Ergo non c'è alcuna necessità che l'interessato giustifichi i motivi per i quali chiede accesso ai propri dati, fermo restando che andranno rigettate tutte quelle domande che dovessero risultare estranee alle finalità di conoscenza del trattamento e di verificarne la liceità. In tutti questi casi deve essere data copia gratuita della cartella medica, dei referti etc. come sopra esplicato, restando inteso che ai sensi dell'art. 15 il professionista titolare del trattamento possa chiedere un rimborso spese ragionevole solo per le eventuali copie supplementari.
«Di conseguenza, tenuto conto dell'importanza che il GDPR attribuisce al diritto di accesso ai dati personali oggetto di trattamento, come garantito dall'articolo 15, paragrafo 1, del GDPR al fine di conseguire tali obiettivi, l'esercizio di tale diritto non può essere subordinato a condizioni che non siano state espressamente previste dal legislatore dell'Unione, come l'obbligo di invocare uno dei motivi menzionati al considerando 63, prima frase, del GDPR»: il rifiuto di consegnarne una copia e/o la richiesta di refusione delle spese confliggono con questi obiettivi di trasparenza e di tutela rafforzata dei diritti dell'interessato.
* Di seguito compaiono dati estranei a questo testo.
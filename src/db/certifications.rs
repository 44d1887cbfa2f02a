//! Certification records and their repository.
//!
//! Issue and expiry dates are stored as ISO `YYYY-MM-DD` text and come back
//! as the same calendar dates. A certification's status is never stored; see
//! [`Certification::status`].

use crate::db::db::Db;
use crate::db::error::{Entity, TrackerError, TrackerResult};
use crate::db::validate::{optional_text, replacement_text, require_text};
use crate::libs::status::{self, CertificationStatus};
use chrono::NaiveDate;
use rusqlite::{params, Connection, OptionalExtension, Row};
use serde::{Deserialize, Serialize};
use tracing::debug;

const INSERT_CERTIFICATION: &str =
    "INSERT INTO certifications (course_id, title, level, issue_date, expiry_date) VALUES (?1, ?2, ?3, ?4, ?5)";
const UPDATE_CERTIFICATION: &str =
    "UPDATE certifications SET title = ?2, level = ?3, issue_date = ?4, expiry_date = ?5 WHERE id = ?1";
const DELETE_CERTIFICATION: &str = "DELETE FROM certifications WHERE id = ?1";
const SELECT_CERTIFICATION_BY_ID: &str =
    "SELECT id, course_id, title, level, issue_date, expiry_date FROM certifications WHERE id = ?1";
const SELECT_CERTIFICATIONS_BY_COURSE: &str = "
    SELECT id, course_id, title, level, issue_date, expiry_date FROM certifications
    WHERE course_id = ?1
    ORDER BY title, id
";
const SELECT_DETAILS: &str = "
    SELECT cert.id, cert.course_id, cert.title, cert.level, cert.issue_date, cert.expiry_date,
           c.name, i.name
    FROM certifications cert
    JOIN courses c ON c.id = cert.course_id
    JOIN institutions i ON i.id = c.institution_id
    ORDER BY i.name, i.id, c.name, c.id, cert.title, cert.id
";
// Rows without an expiry sort last. With a cutoff they drop out entirely,
// since a NULL expiry never compares <= a date.
const SELECT_DETAILS_BY_EXPIRY: &str = "
    SELECT cert.id, cert.course_id, cert.title, cert.level, cert.issue_date, cert.expiry_date,
           c.name, i.name
    FROM certifications cert
    JOIN courses c ON c.id = cert.course_id
    JOIN institutions i ON i.id = c.institution_id
    WHERE ?1 IS NULL OR cert.expiry_date <= ?1
    ORDER BY cert.expiry_date IS NULL, cert.expiry_date, cert.id
";
const COUNT_CERTIFICATIONS: &str = "SELECT COUNT(*) FROM certifications";

#[derive(Debug, Clone, PartialEq, Eq, Serialize, Deserialize)]
pub struct Certification {
    pub id: i64,
    pub course_id: i64,
    pub title: String,
    pub level: Option<String>,
    pub issue_date: Option<NaiveDate>,
    /// `None` means the certification does not expire.
    pub expiry_date: Option<NaiveDate>,
}

impl Certification {
    pub(crate) fn from_row(row: &Row) -> rusqlite::Result<Self> {
        Ok(Certification {
            id: row.get(0)?,
            course_id: row.get(1)?,
            title: row.get(2)?,
            level: row.get(3)?,
            issue_date: row.get(4)?,
            expiry_date: row.get(5)?,
        })
    }

    pub fn status(&self, today: NaiveDate) -> CertificationStatus {
        CertificationStatus::classify(self.expiry_date, today)
    }

    pub fn days_to_expiry(&self, today: NaiveDate) -> Option<i64> {
        status::days_to_expiry(self.expiry_date, today)
    }

    pub fn is_expired(&self, today: NaiveDate) -> bool {
        status::is_expired(self.expiry_date, today)
    }
}

/// A certification with the names of its owning course and institution.
#[derive(Debug, Clone, PartialEq, Eq, Serialize, Deserialize)]
pub struct CertificationDetail {
    pub certification: Certification,
    pub course_name: String,
    pub institution_name: String,
}

impl CertificationDetail {
    fn from_row(row: &Row) -> rusqlite::Result<Self> {
        Ok(CertificationDetail {
            certification: Certification::from_row(row)?,
            course_name: row.get(6)?,
            institution_name: row.get(7)?,
        })
    }
}

#[derive(Debug, Clone, Default, PartialEq, Eq)]
pub struct NewCertification {
    pub course_id: i64,
    pub title: String,
    pub level: Option<String>,
    pub issue_date: Option<NaiveDate>,
    pub expiry_date: Option<NaiveDate>,
}

impl NewCertification {
    pub fn new(course_id: i64, title: impl Into<String>) -> Self {
        Self {
            course_id,
            title: title.into(),
            ..Default::default()
        }
    }

    pub fn level(mut self, level: impl Into<String>) -> Self {
        self.level = Some(level.into());
        self
    }

    pub fn issued(mut self, date: NaiveDate) -> Self {
        self.issue_date = Some(date);
        self
    }

    pub fn expires(mut self, date: NaiveDate) -> Self {
        self.expiry_date = Some(date);
        self
    }
}

/// Partial update.
///
/// Text fields follow the usual rule (`None` keeps). The dates are doubly
/// optional: `None` keeps, `Some(None)` clears, `Some(Some(date))` replaces.
#[derive(Debug, Clone, Default, PartialEq, Eq)]
pub struct CertificationUpdate {
    pub title: Option<String>,
    pub level: Option<String>,
    pub issue_date: Option<Option<NaiveDate>>,
    pub expiry_date: Option<Option<NaiveDate>>,
}

impl CertificationUpdate {
    pub fn is_empty(&self) -> bool {
        *self == Self::default()
    }

    fn apply(&self, current: &mut Certification) -> TrackerResult<()> {
        if let Some(title) = replacement_text("title", self.title.as_deref())? {
            current.title = title;
        }
        if let Some(level) = replacement_text("level", self.level.as_deref())? {
            current.level = Some(level);
        }
        if let Some(issue_date) = self.issue_date {
            current.issue_date = issue_date;
        }
        if let Some(expiry_date) = self.expiry_date {
            current.expiry_date = expiry_date;
        }
        Ok(())
    }
}

pub(crate) fn insert(conn: &Connection, new: &NewCertification) -> TrackerResult<Certification> {
    let certification = Certification {
        id: 0,
        course_id: new.course_id,
        title: require_text("title", &new.title)?,
        level: optional_text(new.level.as_deref()),
        issue_date: new.issue_date,
        expiry_date: new.expiry_date,
    };

    conn.execute(
        INSERT_CERTIFICATION,
        params![
            certification.course_id,
            certification.title,
            certification.level,
            certification.issue_date,
            certification.expiry_date
        ],
    )?;
    let id = conn.last_insert_rowid();
    debug!(id, course_id = certification.course_id, title = %certification.title, "certification inserted");

    Ok(Certification { id, ..certification })
}

pub(crate) fn find(conn: &Connection, id: i64) -> TrackerResult<Option<Certification>> {
    conn.query_row(SELECT_CERTIFICATION_BY_ID, params![id], Certification::from_row)
        .optional()
        .map_err(Into::into)
}

pub struct Certifications<'a> {
    db: &'a Db,
}

impl<'a> Certifications<'a> {
    pub fn new(db: &'a Db) -> Self {
        Self { db }
    }

    pub fn add(&self, new: &NewCertification) -> TrackerResult<Certification> {
        self.db.unit_of_work(|tx| insert(tx, new))
    }

    pub fn get(&self, id: i64) -> TrackerResult<Option<Certification>> {
        self.db.read(|conn| find(conn, id))
    }

    pub fn list_for_course(&self, course_id: i64) -> TrackerResult<Vec<Certification>> {
        self.db.read(|conn| {
            let mut stmt = conn.prepare(SELECT_CERTIFICATIONS_BY_COURSE)?;
            let certifications = stmt
                .query_map(params![course_id], Certification::from_row)?
                .collect::<Result<Vec<_>, _>>()?;
            Ok(certifications)
        })
    }

    /// Every certification with context, ordered by institution, course and title.
    pub fn list_details(&self) -> TrackerResult<Vec<CertificationDetail>> {
        self.db.read(|conn| {
            let mut stmt = conn.prepare(SELECT_DETAILS)?;
            let details = stmt.query_map([], CertificationDetail::from_row)?.collect::<Result<Vec<_>, _>>()?;
            Ok(details)
        })
    }

    /// Certifications ordered by expiry date ascending, undated ones last.
    ///
    /// With a `cutoff`, only certifications expiring on or before it are
    /// returned, which also excludes those without an expiry date.
    pub fn list_by_expiry(&self, cutoff: Option<NaiveDate>) -> TrackerResult<Vec<CertificationDetail>> {
        self.db.read(|conn| {
            let mut stmt = conn.prepare(SELECT_DETAILS_BY_EXPIRY)?;
            let details = stmt
                .query_map(params![cutoff], CertificationDetail::from_row)?
                .collect::<Result<Vec<_>, _>>()?;
            Ok(details)
        })
    }

    pub fn update(&self, id: i64, changes: &CertificationUpdate) -> TrackerResult<Certification> {
        self.db.unit_of_work(|tx| {
            let mut certification = find(tx, id)?.ok_or_else(|| TrackerError::not_found(Entity::Certification, id))?;
            changes.apply(&mut certification)?;

            tx.execute(
                UPDATE_CERTIFICATION,
                params![
                    id,
                    certification.title,
                    certification.level,
                    certification.issue_date,
                    certification.expiry_date
                ],
            )?;
            debug!(id, "certification updated");
            Ok(certification)
        })
    }

    pub fn delete(&self, id: i64) -> TrackerResult<()> {
        self.db.unit_of_work(|tx| {
            let affected = tx.execute(DELETE_CERTIFICATION, params![id])?;
            if affected == 0 {
                return Err(TrackerError::not_found(Entity::Certification, id));
            }
            debug!(id, "certification deleted");
            Ok(())
        })
    }

    pub fn count(&self) -> TrackerResult<i64> {
        self.db.read(|conn| Ok(conn.query_row(COUNT_CERTIFICATIONS, [], |row| row.get(0))?))
    }
}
Va disapplicata la legge interna che impone di pagare detta copia
L'art. 23 GDPR prevede che lo Stato possa limitare, con proprie leggi, la portata degli obblighi previsti dall'art.12 a 22 GDPR «a condizione che tali misure corrispondano ai diritti e agli obblighi previsti da tali articoli e che una siffatta limitazione rispetti il contenuto essenziale dei diritti e delle libertà fondamentali e costituisca una misura necessaria e proporzionata per garantire, in particolare, la tutela dei diritti e delle libertà altrui».
Orbene, essendo sorti dubbi esegetici alla luce di quanto sopra, tenendo conto che l'ordinamento tedesco prevede un tariffario minimo per l'estrazione di copia di dati sanitari a tutela del professionista e che ciò rischia di avere un effetto dissuasivo sull'interessato che potrebbe rinunciarvi, abdicando così anche a tutelare i propri diritti, la CGUE ha sancito che l'art. 23 §. 1 Lett.I) del GDPR «deve essere interpretato nel senso che una normativa nazionale adottata prima dell'entrata in vigore di tale regolamento può rientrare nell'ambito di applicazione di tale disposizione. Tuttavia, una siffatta facoltà non consente l'adozione di una normativa nazionale che, al fine di tutelare gli interessi economici del responsabile del trattamento, imponga all'interessato di sostenere i costi di una prima copia dei suoi dati personali oggetto di tale trattamento».